N’empêche que maintenant les appels pressants pour trouver des «bénévoles» responsables dans l’Église du Québec sentent davantage le last call avant le naufrage qu’une étape normale de la floraison!
Le «plafond» sacerdotal
Évidemment, en pratique, tous ne peuvent ni ne doivent accéder à toutes les fonctions au sein d’un organisme, mais si certains sont empêchés statutairement d’entrevoir cette possibilité, la conséquence est l’impression qu’il existe des castes. Cela crée un fort sentiment d’iniquité. Dans l’Église, celui-ci est amplifié du fait qu’elle exclut systématiquement la moitié de l’humanité, les femmes, parce que le sacrement de l’ordre, condition pour exercer les principaux rôles d’autorité, leur est refusé depuis toujours.
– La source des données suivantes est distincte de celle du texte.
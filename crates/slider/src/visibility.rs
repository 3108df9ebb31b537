use crate::geometry::ItemGeometry;
use crate::math::{clamp, wrap};

/// Per-item result of a frame evaluation.
#[derive(Clone, Copy, Debug, PartialEq, Default)]
pub struct Evaluation {
    /// Horizontal offset applied on top of the item's resting position.
    pub translate: f64,
    pub visible: bool,
    /// How far the item has travelled through the viewport, in `[0, 1]`.
    pub progress: f64,
}

/// Maps the global scroll position into `item`'s wrap interval and derives
/// visibility and travel progress from the result.
pub fn evaluate(
    item: &ItemGeometry,
    current_rounded: f64,
    viewport_width: f64,
    threshold: f64,
) -> Evaluation {
    let translate = wrap(item.min_bound, item.max_bound, current_rounded);
    classify(item, translate, viewport_width, threshold)
}

/// Visibility and progress for an already wrapped `translate`.
pub fn classify(
    item: &ItemGeometry,
    translate: f64,
    viewport_width: f64,
    threshold: f64,
) -> Evaluation {
    let start = item.left + translate;
    let end = item.right + translate;
    let visible = start < threshold + viewport_width && end > -threshold;
    let span = viewport_width + item.width;
    let progress = if span > 0.0 {
        clamp(0.0, 1.0, 1.0 - (translate + item.left + item.width) / span)
    } else {
        0.0
    };

    Evaluation {
        translate,
        visible,
        progress,
    }
}
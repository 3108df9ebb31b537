use crate::texture::Texture;
use crate::uniforms::{PlaneUniforms, Uniform};

/// Vertex subdivisions per axis; the vertex shear needs more than a quad.
pub const PLANE_SEGMENTS: u32 = 32;

/// Capability for scene objects that can be moved in screen space.
pub trait Positionable {
    fn set_position(&mut self, x: f64, y: f64);
    fn position(&self) -> (f64, f64);
}

/// Placement of a plane relative to the viewport centre.
#[derive(Clone, Copy, Debug, PartialEq)]
pub struct Transform {
    pub x: f64,
    pub y: f64,
    pub scale_x: f64,
    pub scale_y: f64,
}

impl Default for Transform {
    fn default() -> Self {
        Self {
            x: 0.0,
            y: 0.0,
            scale_x: 1.0,
            scale_y: 1.0,
        }
    }
}

/// Unit quad subdivided into `segments x segments` cells.
#[derive(Clone, Copy, Debug, PartialEq, Eq)]
pub struct PlaneGeometry {
    pub segments: u32,
}

impl Default for PlaneGeometry {
    fn default() -> Self {
        Self {
            segments: PLANE_SEGMENTS,
        }
    }
}

/// Shaded rectangle tracking one slide.
#[derive(Clone, Debug)]
pub struct Plane {
    label: String,
    geometry: PlaneGeometry,
    transform: Transform,
    uniforms: PlaneUniforms,
    texture: Texture,
}

impl Plane {
    /// Creates a plane with the placeholder texture already bound.
    pub fn new(label: impl Into<String>, geometry: PlaneGeometry, uniforms: PlaneUniforms) -> Self {
        let mut plane = Self {
            label: label.into(),
            geometry,
            transform: Transform::default(),
            uniforms,
            texture: Texture::placeholder(),
        };
        let [width, height] = uniforms.u_mesh_size;
        plane.set_mesh_size(width as f64, height as f64);
        plane.bind_texture_size();
        plane
    }

    pub fn label(&self) -> &str {
        &self.label
    }

    pub fn geometry(&self) -> PlaneGeometry {
        self.geometry
    }

    pub fn transform(&self) -> &Transform {
        &self.transform
    }

    pub fn uniforms(&self) -> &PlaneUniforms {
        &self.uniforms
    }

    pub fn texture(&self) -> &Texture {
        &self.texture
    }

    pub fn set_uniform(&mut self, uniform: Uniform) {
        self.uniforms.apply(uniform);
    }

    /// Scales the unit quad to the slide's pixel size and mirrors it into `uMeshSize`.
    pub fn set_mesh_size(&mut self, width: f64, height: f64) {
        self.transform.scale_x = width;
        self.transform.scale_y = height;
        self.uniforms
            .apply(Uniform::MeshSize([width as f32, height as f32]));
    }

    pub fn set_texture(&mut self, texture: Texture) {
        self.texture = texture;
        self.bind_texture_size();
    }

    fn bind_texture_size(&mut self) {
        let size = [self.texture.width() as f32, self.texture.height() as f32];
        self.uniforms.apply(Uniform::ImageSize(size));
    }
}

impl Positionable for Plane {
    fn set_position(&mut self, x: f64, y: f64) {
        self.transform.x = x;
        self.transform.y = y;
    }

    fn position(&self) -> (f64, f64) {
        (self.transform.x, self.transform.y)
    }
}

#[cfg(test)]
mod tests {
    use super::*;

    fn plane() -> Plane {
        Plane::new(
            "Ocean",
            PlaneGeometry::default(),
            PlaneUniforms::new(360.0, 540.0, 0.65, 0.15),
        )
    }

    #[test]
    fn new_plane_scales_mesh_and_binds_placeholder() {
        let plane = plane();
        assert_eq!(plane.label(), "Ocean");
        assert_eq!(plane.geometry().segments, 32);
        assert_eq!(plane.transform().scale_x, 360.0);
        assert_eq!(plane.transform().scale_y, 540.0);
        assert!(plane.texture().is_placeholder());
        assert_eq!(plane.uniforms().u_image_size, [800.0, 600.0]);
    }

    #[test]
    fn position_round_trips_through_capability() {
        let mut plane = plane();
        plane.set_position(-120.5, 42.0);
        assert_eq!(plane.position(), (-120.5, 42.0));
    }

    #[test]
    fn resizing_mesh_updates_uniform() {
        let mut plane = plane();
        plane.set_mesh_size(200.0, 100.0);
        assert_eq!(plane.uniforms().u_mesh_size, [200.0, 100.0]);
        assert_eq!(plane.transform().scale_x, 200.0);
    }
}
Même si elles sont encore largement minoritaires en politique et dans les entreprises parmi les têtes dirigeantes, les femmes, du seul fait que le droit leur est équitable, sont à même de pouvoir espérer que «l’induction florale» fera de plus en plus son œuvre et que le fameux plafond de verre finira par se briser définitivement. Et même si cela prend du temps, leur présence en politique permet de transformer le modèle traditionnel d’autorité de l’intérieur, apportant plus d’écoute, plus de compassion, plus de justice.
Le pape peut bien intimer les évêques québécois d’accorder plus de responsabilités aux laïcs. Tant que le modèle d’autorité ne sera accessible qu’en passant par l’ordination, le système d’induction ne pourra achever le processus de «floraison complète».
Les hauts responsables de la curie romaine, incluant le pape, peuvent bien dire que les femmes et les hommes non-ordonnés ne doivent pas copier le modèle clérical de pouvoir, il n’en demeure pas moins que la seule manière «inductive» de le changer passe par l’accessibilité de droit à toutes ces fonctions pour n’importe quel membre de l’Église, du seul fait qu’il ou elle est baptisée.
Nous le voyons dans d’autres Églises chrétiennes qui ont ouvert la voie depuis longtemps, où des femmes prêtres, des femmes évêques et tout récemment une femme évêque noire assurent les plus hautes fonctions en les investissant d’un sens du service souvent plus authentique!
Pour les catholiques, il est encore loin le temps où «l’environnement» ecclésial sera véritablement favorable à la «floraison complète» de l’implication des laïcs… Sauf si quelques évêques, chauffés par leur jardinier en chef, se mettent à le vouloir. Vraiment.